Hack Your Practice: Big Bagpiping Improvement Leaps with Marginal Gains

Is the end of another bagpiping season upon us already? Where does the time go? The weather here on the east is getting cooler and the AC is not cranking like it was. It is the perfect time of year to reflect on one’s bagpiping and set some big improvement goals for the next year! There is no one true path toward constant improvement in bagpipes. Many pipers have their own personal plans when it comes to goal setting and learning. But one of the more interesting approaches toward setting actionable goals I’ve heard in a long while, and one that can integrate seamlessly with a piper’s practice regimen, comes from the world of competitive cycling.

Team Sky is a professional cycling team based in Manchester, England. Back in 2010, they set the bold goal of winning the Tour de France by 2015. At the time, that was like an American pipe band saying they will win the Grade 1 World Pipe Band Championships in five years. There has never been an American winner at the Worlds in the entire history of the event, just as there had never been a British Tour winner in its 97-year history.

But in 2012, British riders took first and second place in the Tour and repeated in 2013 (three years earlier than their goal, mind you). What was their secret? A principle coach Dave Brailsford calls the “aggregation of marginal gains.” Here is coach Brailsford explaining the approach.

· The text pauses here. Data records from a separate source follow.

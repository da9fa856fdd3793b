//! SNMP provisioning driver
//!
//! Isolates ports through the Q-BRIDGE-MIB static VLAN table: the row status
//! column creates the VLAN, the egress-ports column carries the membership
//! bitmap. Interfaces come from the IF-MIB and the chassis MAC from LLDP-MIB.

use crate::bitmap::EgressPortList;
use crate::driver::{PortBinding, PortProvisioningDriver, driver_key};
use crate::error::DriverError;
use bnp_types::{AccessParameters, DeviceCredentials, PortInfo, PortStatus, format_mac, normalize_mac};
use snmp_client::{Lookup, Oid, SnmpClientTrait, SnmpConnector, SnmpSecurity, SnmpTarget, UsmUser, Value};
use std::fmt;
use std::sync::Arc;
use tracing::{debug, error, info, warn};

/// dot1qVlanStaticRowStatus
pub const OID_VLAN_CREATE: &[u32] = &[1, 3, 6, 1, 2, 1, 17, 7, 1, 4, 3, 1, 5];
/// dot1qVlanStaticEgressPorts
pub const OID_VLAN_EGRESS_PORT: &[u32] = &[1, 3, 6, 1, 2, 1, 17, 7, 1, 4, 3, 1, 2];
/// ifIndex
pub const OID_IF_INDEX: &[u32] = &[1, 3, 6, 1, 2, 1, 2, 2, 1, 1];
/// ifDescr
pub const OID_IF_DESCR: &[u32] = &[1, 3, 6, 1, 2, 1, 2, 2, 1, 2];
/// ifType
pub const OID_IF_TYPE: &[u32] = &[1, 3, 6, 1, 2, 1, 2, 2, 1, 3];
/// ifOperStatus
pub const OID_IF_OPER_STATUS: &[u32] = &[1, 3, 6, 1, 2, 1, 2, 2, 1, 8];
/// lldpLocChassisId.0
pub const OID_CHASSIS_MAC: &[u32] = &[1, 0, 8802, 1, 1, 2, 1, 3, 2, 0];

/// RowStatus createAndGo
pub const ROW_CREATE_AND_GO: i64 = 4;
/// ifType ethernetCsmacd, the only interfaces reported as physical ports
pub const IF_TYPE_ETHERNET: i64 = 6;

/// Protocol component of SNMP driver keys
pub const PROTOCOL_SNMP: &str = "snmp";

fn oid(arcs: &[u32]) -> Result<Oid, DriverError> {
    Oid::new(arcs.to_vec()).map_err(|e| DriverError::device("oid", e))
}

/// Convert resolved access parameters into an SNMP target
pub fn snmp_target(credentials: &DeviceCredentials) -> Result<SnmpTarget, DriverError> {
    let security = match &credentials.access {
        AccessParameters::SnmpV1 { write_community } => SnmpSecurity::V1 {
            community: write_community.clone(),
        },
        AccessParameters::SnmpV2c { write_community } => SnmpSecurity::V2c {
            community: write_community.clone(),
        },
        AccessParameters::SnmpV3 {
            security_name,
            auth_protocol,
            auth_key,
            priv_protocol,
            priv_key,
        } => SnmpSecurity::V3(UsmUser {
            security_name: security_name.clone(),
            auth: auth_protocol
                .as_ref()
                .zip(auth_key.as_ref())
                .map(|(p, k)| (auth_protocol_of(*p), k.clone())),
            privacy: priv_protocol
                .as_ref()
                .zip(priv_key.as_ref())
                .map(|(p, k)| (priv_protocol_of(*p), k.clone())),
        }),
        other => {
            return Err(DriverError::UnsupportedCredentials(format!(
                "SNMP driver cannot use {} credentials",
                other.protocol()
            )));
        }
    };
    Ok(SnmpTarget::new(credentials.ip_address, security))
}

fn auth_protocol_of(protocol: bnp_types::AuthProtocol) -> snmp_client::AuthProtocol {
    match protocol {
        bnp_types::AuthProtocol::Md5 => snmp_client::AuthProtocol::Md5,
        bnp_types::AuthProtocol::Sha => snmp_client::AuthProtocol::Sha1,
    }
}

fn priv_protocol_of(protocol: bnp_types::PrivProtocol) -> snmp_client::PrivProtocol {
    match protocol {
        bnp_types::PrivProtocol::Des => snmp_client::PrivProtocol::Des,
        bnp_types::PrivProtocol::TripleDes => snmp_client::PrivProtocol::TripleDes,
        bnp_types::PrivProtocol::Aes128 => snmp_client::PrivProtocol::Aes128,
        bnp_types::PrivProtocol::Aes192 => snmp_client::PrivProtocol::Aes192,
        bnp_types::PrivProtocol::Aes256 => snmp_client::PrivProtocol::Aes256,
    }
}

const MAC_MAX: u64 = 0xffff_ffff_ffff;

/// Chassis MAC from the lldpLocChassisId value
///
/// Most switches return the six raw octets; some return the MAC as text or
/// as a plain integer.
pub fn chassis_mac(value: &Value) -> Option<String> {
    if let Value::Counter64(raw) = value {
        return (*raw <= MAC_MAX).then(|| format_mac(*raw));
    }
    if let Some(raw) = value.as_i64() {
        return u64::try_from(raw).ok().filter(|raw| *raw <= MAC_MAX).map(format_mac);
    }
    let bytes = value.as_bytes()?;
    if bytes.len() == 6 {
        let raw = bytes.iter().fold(0u64, |acc, b| (acc << 8) | u64::from(*b));
        return Some(format_mac(raw));
    }
    value.to_text().and_then(|text| normalize_mac(&text).ok())
}

/// Provisioning driver for switches managed over SNMP
pub struct SnmpProvisioningDriver {
    vendor: String,
    family: Option<String>,
    connector: Arc<dyn SnmpConnector>,
}

impl fmt::Debug for SnmpProvisioningDriver {
    fn fmt(&self, f: &mut fmt::Formatter<'_>) -> fmt::Result {
        f.debug_struct("SnmpProvisioningDriver")
            .field("vendor", &self.vendor)
            .field("family", &self.family)
            .finish_non_exhaustive()
    }
}

impl SnmpProvisioningDriver {
    /// Driver for every switch of `vendor`
    pub fn new(vendor: impl Into<String>, connector: Arc<dyn SnmpConnector>) -> Self {
        Self {
            vendor: vendor.into(),
            family: None,
            connector,
        }
    }

    /// Restrict the driver to one product family
    pub fn with_family(mut self, family: impl Into<String>) -> Self {
        self.family = Some(family.into());
        self
    }

    async fn client(
        &self,
        operation: &str,
        credentials: &DeviceCredentials,
    ) -> Result<Box<dyn SnmpClientTrait>, DriverError> {
        let target = snmp_target(credentials)?;
        debug!("Opening SNMP session to {} for {}", credentials.ip_address, operation);
        self.connector
            .connect(&target)
            .await
            .map_err(|e| DriverError::device(operation, e))
    }

    /// Create the VLAN unless the switch already has it
    async fn ensure_vlan(&self, client: &dyn SnmpClientTrait, segmentation_id: u16) -> Result<(), DriverError> {
        let vlan_oid = oid(OID_VLAN_CREATE)?.child(u32::from(segmentation_id));
        let exists = match client.get(&vlan_oid).await {
            Ok(Lookup::Found(value)) => {
                debug!("VLAN {} row status {}", segmentation_id, value);
                true
            }
            Ok(Lookup::NotFound) => false,
            Err(e) => {
                error!("Error reading VLAN {} row status: {}", segmentation_id, e);
                return Err(DriverError::device("set_isolation", e));
            }
        };
        if !exists {
            info!("Creating VLAN {}", segmentation_id);
            client
                .set(&vlan_oid, Value::Integer(ROW_CREATE_AND_GO))
                .await
                .map_err(|e| DriverError::device("set_isolation", e))?;
        }
        Ok(())
    }

    async fn read_egress(
        &self,
        operation: &str,
        client: &dyn SnmpClientTrait,
        egress_oid: &Oid,
    ) -> Result<Option<EgressPortList>, DriverError> {
        match client.get(egress_oid).await {
            Ok(Lookup::Found(value)) => value
                .as_bytes()
                .map(|bytes| Some(EgressPortList::from_bytes(bytes)))
                .ok_or_else(|| DriverError::device(operation, format!("egress ports are not an octet string: {value}"))),
            Ok(Lookup::NotFound) => Ok(None),
            Err(e) => Err(DriverError::device(operation, e)),
        }
    }
}

#[async_trait::async_trait]
impl PortProvisioningDriver for SnmpProvisioningDriver {
    async fn set_isolation(&self, port: &PortBinding) -> Result<(), DriverError> {
        let ifindex = port.ifindex()?;
        let segmentation_id = port.segmentation_id;
        let client = self.client("set_isolation", &port.credentials).await?;

        let result = async {
            self.ensure_vlan(client.as_ref(), segmentation_id).await?;
            let egress_oid = oid(OID_VLAN_EGRESS_PORT)?.child(u32::from(segmentation_id));
            let mut egress = self
                .read_egress("set_isolation", client.as_ref(), &egress_oid)
                .await?
                .unwrap_or_default();
            egress.set(ifindex)?;
            client
                .set(&egress_oid, Value::OctetString(egress.into_bytes()))
                .await
                .map_err(|e| DriverError::device("set_isolation", e))
        }
        .await;

        match &result {
            Ok(()) => info!(
                "Port {} (ifindex {}) isolated on VLAN {}",
                port.neutron_port_id, ifindex, segmentation_id
            ),
            Err(e) => error!("Exception in configuring VLAN {}: {}", segmentation_id, e),
        }
        result
    }

    async fn delete_isolation(&self, port: &PortBinding) -> Result<(), DriverError> {
        let ifindex = port.ifindex()?;
        let segmentation_id = port.segmentation_id;
        let client = self.client("delete_isolation", &port.credentials).await?;

        let result = async {
            let egress_oid = oid(OID_VLAN_EGRESS_PORT)?.child(u32::from(segmentation_id));
            let Some(mut egress) = self
                .read_egress("delete_isolation", client.as_ref(), &egress_oid)
                .await?
            else {
                warn!("VLAN {} has no egress ports on the switch, nothing to clear", segmentation_id);
                return Ok(());
            };
            egress.clear(ifindex)?;
            client
                .set(&egress_oid, Value::OctetString(egress.into_bytes()))
                .await
                .map_err(|e| DriverError::device("delete_isolation", e))
        }
        .await;

        match &result {
            Ok(()) => info!(
                "Port {} (ifindex {}) removed from VLAN {}",
                port.neutron_port_id, ifindex, segmentation_id
            ),
            Err(e) => error!("Exception in deleting VLAN {}: {}", segmentation_id, e),
        }
        result
    }

    async fn create_lag(&self, port: &PortBinding) -> Result<(), DriverError> {
        debug!("create_lag is not supported over SNMP, ignoring port {}", port.neutron_port_id);
        Ok(())
    }

    async fn delete_lag(&self, port: &PortBinding) -> Result<(), DriverError> {
        debug!("delete_lag is not supported over SNMP, ignoring port {}", port.neutron_port_id);
        Ok(())
    }

    fn get_driver_name(&self) -> String {
        driver_key(&self.vendor, PROTOCOL_SNMP, self.family.as_deref())
    }

    async fn get_protocol_validation_result(&self, credentials: &DeviceCredentials) -> Result<String, DriverError> {
        const OPERATION: &str = "get_protocol_validation_result";
        let client = self.client(OPERATION, credentials).await?;
        let value = client
            .get(&oid(OID_CHASSIS_MAC)?)
            .await
            .map_err(|e| DriverError::device(OPERATION, e))?
            .into_value()
            .ok_or_else(|| DriverError::device(OPERATION, "switch does not report a chassis id"))?;
        chassis_mac(&value)
            .ok_or_else(|| DriverError::device(OPERATION, format!("chassis id is not a MAC address: {value}")))
    }

    async fn get_device_info(&self, credentials: &DeviceCredentials) -> Result<Vec<PortInfo>, DriverError> {
        const OPERATION: &str = "get_device_info";
        let client = self.client(OPERATION, credentials).await?;
        let columns = [
            oid(OID_IF_INDEX)?,
            oid(OID_IF_DESCR)?,
            oid(OID_IF_TYPE)?,
            oid(OID_IF_OPER_STATUS)?,
        ];
        let rows = client
            .get_bulk(&columns)
            .await
            .map_err(|e| DriverError::device(OPERATION, e))?;

        let ports: Vec<PortInfo> = rows
            .iter()
            .filter_map(|row| match row.as_slice() {
                [index, descr, if_type, status, ..] if if_type.value.as_i64() == Some(IF_TYPE_ETHERNET) => {
                    let ifindex = index
                        .value
                        .as_i64()
                        .and_then(|v| u32::try_from(v).ok())
                        .or_else(|| index.oid.last_arc())?;
                    Some(PortInfo {
                        ifindex,
                        interface_name: descr.value.to_text().unwrap_or_default(),
                        port_status: PortStatus::from_oper_status(status.value.as_i64().unwrap_or(4)),
                    })
                }
                _ => None,
            })
            .collect();
        debug!("Switch {} reports {} physical ports", credentials.ip_address, ports.len());
        Ok(ports)
    }
}
//! Provisioning
//!
//! VLAN isolation of bare-metal ports on top-of-rack switches.
//!
//! - [`driver::PortProvisioningDriver`]: what a protocol driver can do
//! - [`snmp_driver::SnmpProvisioningDriver`]: Q-BRIDGE-MIB over SNMP v1/v2c/v3
//! - [`manager::ProvisioningManager`]: drivers by `<vendor>_<protocol>[_<family>]`
//! - [`orchestrator::ProvisioningOrchestrator`]: bind/unbind of bare-metal ports
//! - [`switch_service::SwitchService`]: switch lifecycle and protocol validation
//! - [`store`]: inventory traits and an in-memory implementation

pub mod access;
pub mod bitmap;
pub mod config;
pub mod driver;
pub mod error;
pub mod inventory;
pub mod manager;
pub mod orchestrator;
pub mod snmp_driver;
pub mod store;
pub mod switch_service;

#[cfg(test)]
mod bitmap_test;
#[cfg(test)]
mod test_utils;

pub use bitmap::EgressPortList;
pub use config::ProvisioningConfig;
pub use driver::{PortBinding, PortProvisioningDriver};
pub use error::{ConfigError, DriverError, ProvisioningError, StoreError};
pub use inventory::Inventory;
pub use manager::ProvisioningManager;
pub use orchestrator::{PortBindRequest, ProvisioningOrchestrator};
pub use snmp_driver::SnmpProvisioningDriver;
pub use store::{InMemoryInventory, InventoryStore};
pub use switch_service::SwitchService;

If you take a tip from Team Sky, and if you had to measure it, how much better would you need to be in order to be more successful in bagpipe performance? (This goes for soloists and bands.) Is it 10%, 20%, 30% improvement? Saying you will make a 30% (or a one-third) improvement in your bagpipe playing ability might seem like a silly thing. Playing bagpipes is not an athletic endeavor where performance can be measured with time and distance. You can’t really put a number on it. (But you can if you create your piping Z-Score!)But our improvement can be perceived and tracked. Striving to be “one-third better” is not really an achievable goal. Or is it? What about a 1% improvement? One-percent is, in common parlance, just a little bit. It’s certainly possible to perceive a small improvement in some aspect of your bagpipe playing. What if you focussed on thirty different aspects of your piping and improved them by just a little bit? Together, they make that one-third jump in your progress. That’s the aggregation of marginal gains. Tiny improvements, worked for constantly and added together, equal large overall improvement.

What aspects of your bagpiping could you list that could improve by a tiny 1%? Technique? Sound production? Timing and rhythm? How about your physical conditioning? Your posture? Your reed quality? Your attitude? Your instrument care? Your diet? The list is potentially endless and that is the secret to the success of this approach. It relies on identifying all aspects of you and your music. Don’t think anything is off limits. Team Sky’s approach analyzed everything that had an impact on their cyclists’ performance. Nothing was overlooked or considered trivial. The cumulative effect produced dramatic results.

Keep in mind that radical breakthroughs are not the objective. I particularly like Brailsford’s comment about focusing on the process and always asking yourself, “What can I do today that will move toward better performance?” Small improvements across multiple aspects add up to large results. And it doesn’t stop there. Just because aspects of your bagpipe playing are improved a tiny bit, keep pushing those elements another bit still, analyzing more aspects, and improving those. Over time, your improvement is constant. It might not feel like it, but I daresay that the changes are more sustainable and permanent because they are small and manageable.

Project: Aggregate Your Marginal Gains

1. Take out a piece of paper and list all of the things you can think of that influence a good bagpipe performance. Don’t just focus on music fundamentals. Dig deep. Yes, things such as “clear technique” will be on that list, but so should “adequate practice/rehearsal” and “tune memorization” and “an airtight bag.” Playing well should also make you feel good about your piping, which also has an impact on performance, so something like “a positive attitude” would also be on that list.

2. Once you have your list, pick out three items. These do not have to be areas in which you are weakest. They can also be what you feel is strongest. Assess each and rate yourself, on a scale of 1 to 10, where you personally score on each of them.

3. Spend the next two to four weeks focussing your work on improving those three aspects from your list. Utilize all the tools at your disposal and truly focus on those single elements. You are trying to move your self-rated scale on those aspects one point (4 to 5; 8 to 9; 2 to 3; etc.). This is where recording your practice work is a necessary component of the process. Much of what you will be working for will be heard in your actual playing. But other things, such as mood or physical comfort might require personal reflection and comparison. Be honest with yourself.

4. Repeat until you feel you have moved your score one point. Then repeat the process adding three more items from your list. When you have moved your score on those, start again and add three more. Continue to focus on these nine aspects of your piping and continue working on them all.

Over time with this approach, you will build the habits of mind to be aware of your own progress and instinctively work to make things better in concrete ways with necessary control. And that’s the whole point, isn’t it? In piping, as in much of anything, a desire for instant gratification will sometimes get the better of us. We want it all and we want it now. But “getting it all” begins with small steps. And lots of small steps, together, equal large leaps forward.